Une foule en liesse qui pousse un avion sur un tarmac. Il y avait raison de se demander si les haïtiens avaient une fois de plus perdu la tête. Quelques minutes plus tard, ce petit avion rouge brûlait sur la voie principale. L’appareil avait été sorti de l’aéroport par une foule qui voulait emmener son trophée vers la ville des Cayes.

À Edmé, je voulais te laisser un pays. 

Une foule en liesse qui pousse un avion sur un tarmac. Il y avait raison de se demander si les haïtiens avaient une fois de plus perdu la tête. Quelques minutes plus tard, ce petit avion rouge brûlait sur la voie principale. L’appareil avait été sorti de l’aéroport par une foule qui voulait emmener son trophée vers la ville des Cayes. 

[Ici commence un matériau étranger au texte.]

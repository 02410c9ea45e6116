//! Per-document line counters.
//!
//! Every emitter charges each cell's full line span to exactly one bucket,
//! so for any valid document the four counters sum to the input line count
//! minus the header and separator lines. Lines degraded to passthrough
//! content are re-charged from their cell's bucket to `other_lines`.

use serde::Serialize;

use crate::transform::Cell;

/// Line counters for one (document, target) conversion.
///
/// Field names match the inventory report columns: `comment_lines` counts
/// documentation cells, `sql_lines` counts embedded-query cells.
#[derive(Debug, Clone, Copy, Default, PartialEq, Eq, Serialize)]
pub struct Inventory {
    /// Lines in cells rendered as target-language code.
    pub code_lines: usize,
    /// Lines in documentation cells.
    pub comment_lines: usize,
    /// Lines in embedded-query cells.
    pub sql_lines: usize,
    /// Lines in cells the target dropped, plus degraded passthrough lines.
    pub other_lines: usize,
}

impl Inventory {
    /// Charges a cell to the code bucket.
    pub fn count_code(&mut self, cell: &Cell) {
        self.code_lines += cell.line_count - cell.demoted_lines;
        self.other_lines += cell.demoted_lines;
    }

    /// Charges a cell to the documentation bucket.
    pub fn count_documentation(&mut self, cell: &Cell) {
        self.comment_lines += cell.line_count - cell.demoted_lines;
        self.other_lines += cell.demoted_lines;
    }

    /// Charges a cell to the query bucket.
    pub fn count_query(&mut self, cell: &Cell) {
        self.sql_lines += cell.line_count - cell.demoted_lines;
        self.other_lines += cell.demoted_lines;
    }

    /// Charges a whole cell to the other/dropped bucket.
    pub fn count_other(&mut self, cell: &Cell) {
        self.other_lines += cell.line_count;
    }

    /// Sum of all four buckets.
    pub fn total(&self) -> usize {
        self.code_lines + self.comment_lines + self.sql_lines + self.other_lines
    }

    /// Adds another inventory's counters into this one.
    pub fn merge(&mut self, other: &Inventory) {
        self.code_lines += other.code_lines;
        self.comment_lines += other.comment_lines;
        self.sql_lines += other.sql_lines;
        self.other_lines += other.other_lines;
    }
}
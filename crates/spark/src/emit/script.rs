//! Flat-script emission.
//!
//! Keeps cells of the target language, query cells, and documentation cells;
//! everything else is dropped and charged to the "other" bucket. Chunks are
//! concatenated with a single blank-line separator, and the first
//! target-language cell is preceded by a one-time session prologue.

use nbx_core::Language;

use crate::Options;
use crate::emit::{QueryStyle, cell_text, comment_block, trim_blank_edges};
use crate::inventory::Inventory;
use crate::transform::{Cell, query};

/// Emits the flat-script text for one host language.
///
/// Rendering is two passes: every kept cell becomes a chunk (cells that
/// render to nothing, like empty cells, are skipped), then the prologue is
/// inserted before the first target-language chunk found by scanning the
/// rendered sequence. Documents without such a chunk get no prologue.
pub fn emit(cells: &[Cell], language: Language, options: &Options) -> (String, Inventory) {
    let mut inventory = Inventory::default();
    let query_style = QueryStyle::Execute {
        extract: options.extract_sql,
        omit_prefix: language.comment_prefix(),
    };

    let mut rendered: Vec<(bool, String)> = Vec::new();
    for cell in cells {
        if cell.language == language {
            inventory.count_code(cell);
            let chunk = trim_blank_edges(&cell_text(cell, query_style));
            if !chunk.is_empty() {
                rendered.push((true, chunk));
            }
        } else if cell.language == Language::Sql {
            inventory.count_query(cell);
            // The whole cell text is one query, whether it came from a
            // query directive or from a sql-default document.
            let body = trim_blank_edges(&cell_text(cell, QueryStyle::Raw));
            if !body.is_empty() {
                let chunk = if options.extract_sql {
                    query::render_execution(&body)
                } else {
                    format!("{} SQL CELL OMITTED", language.comment_prefix())
                };
                rendered.push((false, chunk));
            }
        } else if cell.language == Language::Markdown {
            inventory.count_documentation(cell);
            let text = trim_blank_edges(&cell_text(cell, QueryStyle::Raw));
            let chunk = comment_block(&text, language.comment_prefix());
            if !chunk.is_empty() {
                rendered.push((false, chunk));
            }
        } else {
            inventory.count_other(cell);
        }
    }

    let first_code = rendered.iter().position(|(is_code, _)| *is_code);
    let mut chunks: Vec<String> = Vec::with_capacity(rendered.len() + 1);
    for (at, (_, chunk)) in rendered.into_iter().enumerate() {
        if Some(at) == first_code {
            chunks.push(prologue(language, &options.app_name));
        }
        chunks.push(chunk);
    }

    if chunks.is_empty() {
        (String::new(), inventory)
    } else {
        (format!("{}\n", chunks.join("\n\n")), inventory)
    }
}

fn prologue(language: Language, app_name: &str) -> String {
    match language {
        Language::Scala => format!(
            "// Default imports\n\
             import org.apache.spark.sql.SparkSession\n\
             import org.apache.spark.sql.functions._\n\
             import org.apache.spark.sql._\n\
             val spark = SparkSession.builder.appName(\"{app_name}\").getOrCreate()"
        ),
        _ => format!(
            "# Default imports\n\
             from pyspark.sql import SparkSession\n\
             from pyspark.sql.functions import *\n\
             spark = SparkSession.builder.appName(\"{app_name}\").getOrCreate()"
        ),
    }
}
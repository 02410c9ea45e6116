//! Dialect detection and fixed token tables.
//!
//! Every export carries one of three comment dialects, chosen by the host
//! language of the exported document. The dialect fixes every structural
//! token of the file: the header line, the cell separator, the title
//! annotation, and the directive marker.

use crate::language::Language;

/// Comment dialect of a notebook export.
#[derive(Debug, Clone, Copy, PartialEq, Eq, Hash)]
pub enum Dialect {
    /// `#`-commented exports (python source files).
    Python,
    /// `--`-commented exports (sql source files).
    Sql,
    /// `//`-commented exports (scala source files).
    Scala,
}

/// All dialects in detection order.
pub const ALL_DIALECTS: [Dialect; 3] = [Dialect::Python, Dialect::Sql, Dialect::Scala];

impl Dialect {
    /// Comment marker framing every structural token of this dialect.
    pub fn marker(self) -> &'static str {
        match self {
            Dialect::Python => "#",
            Dialect::Sql => "--",
            Dialect::Scala => "//",
        }
    }

    /// Exact header text expected as the first non-blank line of an export.
    pub fn header(self) -> &'static str {
        match self {
            Dialect::Python => "# Databricks notebook source",
            Dialect::Sql => "-- Databricks notebook source",
            Dialect::Scala => "// Databricks notebook source",
        }
    }

    /// Cell separator prefix. Full separator lines read
    /// `<marker> COMMAND ----------` but are matched on this prefix.
    pub fn separator_prefix(self) -> &'static str {
        match self {
            Dialect::Python => "# COMMAND",
            Dialect::Sql => "-- COMMAND",
            Dialect::Scala => "// COMMAND",
        }
    }

    /// Title annotation prefix, a no-op directive carrying a display title.
    pub fn title_prefix(self) -> &'static str {
        match self {
            Dialect::Python => "# DBTITLE",
            Dialect::Sql => "-- DBTITLE",
            Dialect::Scala => "// DBTITLE",
        }
    }

    /// Directive marker prefix. Directive and continuation lines start with
    /// this token followed by a space (or nothing, for a blank continuation).
    pub fn magic_prefix(self) -> &'static str {
        match self {
            Dialect::Python => "# MAGIC",
            Dialect::Sql => "-- MAGIC",
            Dialect::Scala => "// MAGIC",
        }
    }

    /// Host language this dialect belongs to, used as the document default
    /// when the file extension gives no better answer.
    pub fn host_language(self) -> Language {
        match self {
            Dialect::Python => Language::Python,
            Dialect::Sql => Language::Sql,
            Dialect::Scala => Language::Scala,
        }
    }

    /// Detects the dialect whose header matches the given line, if any.
    ///
    /// # Examples
    ///
    /// ```
    /// use nbx_core::Dialect;
    ///
    /// assert_eq!(
    ///     Dialect::from_header("# Databricks notebook source"),
    ///     Some(Dialect::Python)
    /// );
    /// assert_eq!(Dialect::from_header("print('hello')"), None);
    /// ```
    pub fn from_header(line: &str) -> Option<Dialect> {
        let trimmed = line.trim();
        ALL_DIALECTS.iter().copied().find(|d| d.header() == trimmed)
    }
}

#[cfg(test)]
mod tests {
    use super::*;

    #[test]
    fn detects_each_dialect_header() {
        assert_eq!(
            Dialect::from_header("# Databricks notebook source"),
            Some(Dialect::Python)
        );
        assert_eq!(
            Dialect::from_header("-- Databricks notebook source"),
            Some(Dialect::Sql)
        );
        assert_eq!(
            Dialect::from_header("// Databricks notebook source"),
            Some(Dialect::Scala)
        );
    }

    #[test]
    fn tolerates_surrounding_whitespace_in_header() {
        assert_eq!(
            Dialect::from_header("  # Databricks notebook source  "),
            Some(Dialect::Python)
        );
    }

    #[test]
    fn rejects_non_header_lines() {
        assert_eq!(Dialect::from_header(""), None);
        assert_eq!(Dialect::from_header("# COMMAND ----------"), None);
        assert_eq!(Dialect::from_header("SELECT 1"), None);
        // Header of one dialect with the marker of another is not a header.
        assert_eq!(Dialect::from_header("# Databricks notebook"), None);
    }

    #[test]
    fn tokens_share_the_dialect_marker() {
        for dialect in ALL_DIALECTS {
            assert!(dialect.header().starts_with(dialect.marker()));
            assert!(dialect.separator_prefix().starts_with(dialect.marker()));
            assert!(dialect.title_prefix().starts_with(dialect.marker()));
            assert!(dialect.magic_prefix().starts_with(dialect.marker()));
        }
    }
}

La raison principale de la colère de la foule se trouvait à quelques centaines de kilomètres de l’aéroport des Cayes. Martissant, situé à l’entrée sud de la capitale, était contrôlé par des hommes armés qui refusaient souvent le passage aux automobilistes. Pour avoir accès à la capitale, il fallait payer une rançon qui ne garantissait pas toujours un passage sain et sauf. Quelques jours plus tôt, un autobus recevait une rafale de balles faisant plusieurs blessés. 

La capitale de la république d’Haïti est le poumon de cet état-nation. S’y concentre le pouvoir politique et la grande majorité des activités économiques. Si certains doutent de l’existence d’une République d’Haïti, personne ne doute que Port-au-Prince est une république dans la république. Restreindre l’accès à la capitale, c’est condamner des citoyens à vivre en dehors de tout espoir de progrès. 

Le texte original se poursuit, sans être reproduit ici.